### PROBLEM REQUIREMENTS
When you spot the word "ArgAction" in a line of the data below, copy that line.

### THE INPUT
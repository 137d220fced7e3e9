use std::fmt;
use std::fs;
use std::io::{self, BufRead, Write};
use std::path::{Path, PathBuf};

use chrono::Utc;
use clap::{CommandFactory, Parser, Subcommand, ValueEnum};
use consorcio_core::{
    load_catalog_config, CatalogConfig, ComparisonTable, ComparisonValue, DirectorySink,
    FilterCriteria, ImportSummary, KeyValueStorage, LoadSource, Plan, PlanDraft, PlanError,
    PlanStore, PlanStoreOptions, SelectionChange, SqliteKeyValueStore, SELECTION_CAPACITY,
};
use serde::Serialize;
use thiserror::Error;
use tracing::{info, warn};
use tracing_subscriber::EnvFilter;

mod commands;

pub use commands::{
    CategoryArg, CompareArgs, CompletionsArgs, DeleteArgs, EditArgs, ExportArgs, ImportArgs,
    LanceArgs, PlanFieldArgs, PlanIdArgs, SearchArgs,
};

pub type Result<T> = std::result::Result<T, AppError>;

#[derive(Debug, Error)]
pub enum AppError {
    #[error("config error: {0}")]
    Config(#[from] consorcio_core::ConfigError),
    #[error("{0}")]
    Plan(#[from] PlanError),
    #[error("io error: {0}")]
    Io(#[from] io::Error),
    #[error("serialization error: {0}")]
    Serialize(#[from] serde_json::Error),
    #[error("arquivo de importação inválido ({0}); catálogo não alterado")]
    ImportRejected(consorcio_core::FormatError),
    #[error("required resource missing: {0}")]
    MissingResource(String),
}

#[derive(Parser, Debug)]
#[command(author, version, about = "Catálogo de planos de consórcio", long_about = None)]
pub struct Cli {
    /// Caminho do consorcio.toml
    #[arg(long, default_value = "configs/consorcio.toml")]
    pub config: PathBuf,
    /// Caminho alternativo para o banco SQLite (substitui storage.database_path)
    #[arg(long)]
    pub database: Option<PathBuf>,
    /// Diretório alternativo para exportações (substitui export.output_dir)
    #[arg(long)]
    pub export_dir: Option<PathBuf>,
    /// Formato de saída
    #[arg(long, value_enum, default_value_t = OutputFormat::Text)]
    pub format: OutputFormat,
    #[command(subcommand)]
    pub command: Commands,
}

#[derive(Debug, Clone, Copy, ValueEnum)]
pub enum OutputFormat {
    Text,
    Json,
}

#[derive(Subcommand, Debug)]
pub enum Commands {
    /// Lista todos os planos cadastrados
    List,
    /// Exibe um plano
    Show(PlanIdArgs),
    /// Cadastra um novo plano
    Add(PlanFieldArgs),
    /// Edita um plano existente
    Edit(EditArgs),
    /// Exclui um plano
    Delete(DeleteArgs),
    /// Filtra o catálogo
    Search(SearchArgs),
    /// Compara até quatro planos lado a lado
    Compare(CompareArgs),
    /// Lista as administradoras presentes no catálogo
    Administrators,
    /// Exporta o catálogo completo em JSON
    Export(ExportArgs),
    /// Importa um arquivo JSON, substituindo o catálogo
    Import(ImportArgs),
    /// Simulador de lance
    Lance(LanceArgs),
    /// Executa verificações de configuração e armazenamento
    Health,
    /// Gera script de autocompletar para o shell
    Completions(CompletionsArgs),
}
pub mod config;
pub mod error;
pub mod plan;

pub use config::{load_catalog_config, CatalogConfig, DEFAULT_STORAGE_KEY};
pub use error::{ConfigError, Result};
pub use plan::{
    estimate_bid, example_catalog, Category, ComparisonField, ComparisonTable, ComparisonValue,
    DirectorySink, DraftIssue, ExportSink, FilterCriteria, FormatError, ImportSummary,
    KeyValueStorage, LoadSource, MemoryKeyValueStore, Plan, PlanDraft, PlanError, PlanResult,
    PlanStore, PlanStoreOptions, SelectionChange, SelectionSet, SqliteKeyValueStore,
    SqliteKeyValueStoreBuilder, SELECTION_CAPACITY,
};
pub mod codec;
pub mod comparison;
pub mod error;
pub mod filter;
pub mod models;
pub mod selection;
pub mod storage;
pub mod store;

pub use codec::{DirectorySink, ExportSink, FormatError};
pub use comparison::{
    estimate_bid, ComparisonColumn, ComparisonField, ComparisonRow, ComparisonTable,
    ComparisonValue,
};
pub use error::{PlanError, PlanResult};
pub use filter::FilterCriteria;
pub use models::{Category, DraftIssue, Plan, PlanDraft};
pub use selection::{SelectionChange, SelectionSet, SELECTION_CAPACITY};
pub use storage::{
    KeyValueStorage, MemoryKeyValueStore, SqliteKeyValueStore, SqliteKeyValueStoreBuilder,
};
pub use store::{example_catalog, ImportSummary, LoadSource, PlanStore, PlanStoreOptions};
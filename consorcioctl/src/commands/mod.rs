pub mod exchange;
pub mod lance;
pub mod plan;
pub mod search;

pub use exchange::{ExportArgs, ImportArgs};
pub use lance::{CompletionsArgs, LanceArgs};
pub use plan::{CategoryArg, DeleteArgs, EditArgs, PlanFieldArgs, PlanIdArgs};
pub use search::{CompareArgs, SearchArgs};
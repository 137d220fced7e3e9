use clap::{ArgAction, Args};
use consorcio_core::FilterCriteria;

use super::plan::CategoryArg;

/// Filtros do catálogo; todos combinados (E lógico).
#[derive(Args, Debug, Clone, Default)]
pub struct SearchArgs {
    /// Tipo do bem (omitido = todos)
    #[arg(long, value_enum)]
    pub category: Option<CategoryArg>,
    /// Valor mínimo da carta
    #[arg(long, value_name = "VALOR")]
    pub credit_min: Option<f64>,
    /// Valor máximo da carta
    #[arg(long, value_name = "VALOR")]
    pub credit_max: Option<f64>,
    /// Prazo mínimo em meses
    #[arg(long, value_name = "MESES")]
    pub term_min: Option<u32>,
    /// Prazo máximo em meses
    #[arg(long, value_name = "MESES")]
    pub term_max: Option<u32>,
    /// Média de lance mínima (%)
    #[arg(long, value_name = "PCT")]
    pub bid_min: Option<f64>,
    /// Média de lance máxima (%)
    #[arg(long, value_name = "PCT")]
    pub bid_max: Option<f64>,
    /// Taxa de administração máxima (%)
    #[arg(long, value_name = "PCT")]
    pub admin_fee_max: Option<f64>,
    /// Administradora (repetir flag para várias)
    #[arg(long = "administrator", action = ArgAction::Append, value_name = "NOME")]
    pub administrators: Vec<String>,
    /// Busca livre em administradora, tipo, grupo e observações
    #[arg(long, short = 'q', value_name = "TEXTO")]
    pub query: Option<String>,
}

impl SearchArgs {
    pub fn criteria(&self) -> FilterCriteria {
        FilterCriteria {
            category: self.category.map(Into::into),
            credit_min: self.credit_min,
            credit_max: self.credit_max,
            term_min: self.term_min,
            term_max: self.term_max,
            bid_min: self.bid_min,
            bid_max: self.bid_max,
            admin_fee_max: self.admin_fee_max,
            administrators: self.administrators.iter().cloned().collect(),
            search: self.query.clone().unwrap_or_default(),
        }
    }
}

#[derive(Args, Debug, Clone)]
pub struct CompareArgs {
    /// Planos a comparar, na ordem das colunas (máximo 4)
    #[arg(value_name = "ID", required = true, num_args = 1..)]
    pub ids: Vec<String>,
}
---
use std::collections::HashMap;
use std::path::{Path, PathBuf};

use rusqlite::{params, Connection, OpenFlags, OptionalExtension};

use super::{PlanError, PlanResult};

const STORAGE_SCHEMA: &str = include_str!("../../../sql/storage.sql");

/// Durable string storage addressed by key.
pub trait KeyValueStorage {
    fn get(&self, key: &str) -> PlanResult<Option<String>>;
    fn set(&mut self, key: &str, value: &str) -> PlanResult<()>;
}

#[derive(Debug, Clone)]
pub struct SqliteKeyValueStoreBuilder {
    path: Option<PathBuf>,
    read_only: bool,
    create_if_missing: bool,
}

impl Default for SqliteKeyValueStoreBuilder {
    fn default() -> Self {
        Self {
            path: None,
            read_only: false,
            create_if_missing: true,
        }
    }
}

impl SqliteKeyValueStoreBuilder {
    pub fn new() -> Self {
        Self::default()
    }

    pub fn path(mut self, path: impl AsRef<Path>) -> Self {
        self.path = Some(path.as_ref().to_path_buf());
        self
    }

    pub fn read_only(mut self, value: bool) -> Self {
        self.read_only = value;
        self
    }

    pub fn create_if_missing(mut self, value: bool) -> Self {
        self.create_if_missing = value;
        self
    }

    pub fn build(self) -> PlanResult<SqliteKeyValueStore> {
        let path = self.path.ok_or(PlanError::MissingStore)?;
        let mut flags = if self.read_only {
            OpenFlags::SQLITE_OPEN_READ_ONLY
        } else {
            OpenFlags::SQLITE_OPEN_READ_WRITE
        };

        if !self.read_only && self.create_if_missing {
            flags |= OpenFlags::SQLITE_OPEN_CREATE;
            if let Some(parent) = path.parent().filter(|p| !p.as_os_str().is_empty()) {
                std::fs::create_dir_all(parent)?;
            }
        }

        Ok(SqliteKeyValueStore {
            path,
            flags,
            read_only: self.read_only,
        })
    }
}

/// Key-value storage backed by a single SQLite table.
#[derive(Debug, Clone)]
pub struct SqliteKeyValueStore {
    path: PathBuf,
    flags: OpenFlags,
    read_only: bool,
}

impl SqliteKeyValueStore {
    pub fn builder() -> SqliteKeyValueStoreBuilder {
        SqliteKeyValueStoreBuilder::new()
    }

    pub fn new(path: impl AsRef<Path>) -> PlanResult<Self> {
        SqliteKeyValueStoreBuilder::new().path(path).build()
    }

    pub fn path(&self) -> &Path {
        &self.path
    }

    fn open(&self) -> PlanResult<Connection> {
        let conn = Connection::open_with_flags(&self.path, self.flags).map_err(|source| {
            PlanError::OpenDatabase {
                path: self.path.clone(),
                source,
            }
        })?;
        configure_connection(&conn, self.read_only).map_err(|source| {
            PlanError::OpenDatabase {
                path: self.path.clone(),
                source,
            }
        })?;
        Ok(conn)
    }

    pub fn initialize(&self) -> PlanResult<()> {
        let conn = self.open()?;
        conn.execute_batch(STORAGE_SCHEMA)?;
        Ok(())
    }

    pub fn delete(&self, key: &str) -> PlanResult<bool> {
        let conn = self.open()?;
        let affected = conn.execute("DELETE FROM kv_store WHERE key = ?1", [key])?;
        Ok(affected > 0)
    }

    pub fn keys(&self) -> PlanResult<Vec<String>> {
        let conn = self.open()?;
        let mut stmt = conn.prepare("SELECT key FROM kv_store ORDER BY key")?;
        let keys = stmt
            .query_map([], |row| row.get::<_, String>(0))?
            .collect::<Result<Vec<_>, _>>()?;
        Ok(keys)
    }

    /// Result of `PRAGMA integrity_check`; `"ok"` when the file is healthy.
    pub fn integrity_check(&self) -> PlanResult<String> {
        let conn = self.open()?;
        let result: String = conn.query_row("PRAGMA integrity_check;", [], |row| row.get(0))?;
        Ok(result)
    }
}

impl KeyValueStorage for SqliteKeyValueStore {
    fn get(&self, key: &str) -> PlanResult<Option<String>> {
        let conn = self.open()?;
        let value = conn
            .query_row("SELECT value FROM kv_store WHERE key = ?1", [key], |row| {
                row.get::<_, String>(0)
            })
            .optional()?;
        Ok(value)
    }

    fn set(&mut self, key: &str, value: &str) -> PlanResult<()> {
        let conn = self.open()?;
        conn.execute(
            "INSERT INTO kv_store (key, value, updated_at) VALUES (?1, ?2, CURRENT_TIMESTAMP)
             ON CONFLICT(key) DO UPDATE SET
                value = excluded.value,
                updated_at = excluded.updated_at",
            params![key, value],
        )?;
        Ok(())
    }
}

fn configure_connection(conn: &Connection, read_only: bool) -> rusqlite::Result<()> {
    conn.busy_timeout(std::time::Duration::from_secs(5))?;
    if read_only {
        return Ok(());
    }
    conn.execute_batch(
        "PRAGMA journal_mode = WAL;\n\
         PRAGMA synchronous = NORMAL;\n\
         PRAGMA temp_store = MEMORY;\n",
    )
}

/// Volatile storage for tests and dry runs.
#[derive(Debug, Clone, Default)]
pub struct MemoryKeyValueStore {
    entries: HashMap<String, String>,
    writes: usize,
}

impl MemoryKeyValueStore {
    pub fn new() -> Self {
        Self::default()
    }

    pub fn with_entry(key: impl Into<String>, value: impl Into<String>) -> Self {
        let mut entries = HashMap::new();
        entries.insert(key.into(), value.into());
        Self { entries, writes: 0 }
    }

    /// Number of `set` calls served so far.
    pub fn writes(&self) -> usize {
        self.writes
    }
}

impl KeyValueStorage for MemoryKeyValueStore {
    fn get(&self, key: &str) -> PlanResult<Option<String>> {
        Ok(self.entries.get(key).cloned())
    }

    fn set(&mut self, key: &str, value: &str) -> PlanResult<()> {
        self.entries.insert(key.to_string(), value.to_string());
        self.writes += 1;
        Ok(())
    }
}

### REPLY TO THE EXERCISE
use clap::{ArgAction, Args};
    #[arg(long = "administrator", action = ArgAction::Append, value_name = "NOME")]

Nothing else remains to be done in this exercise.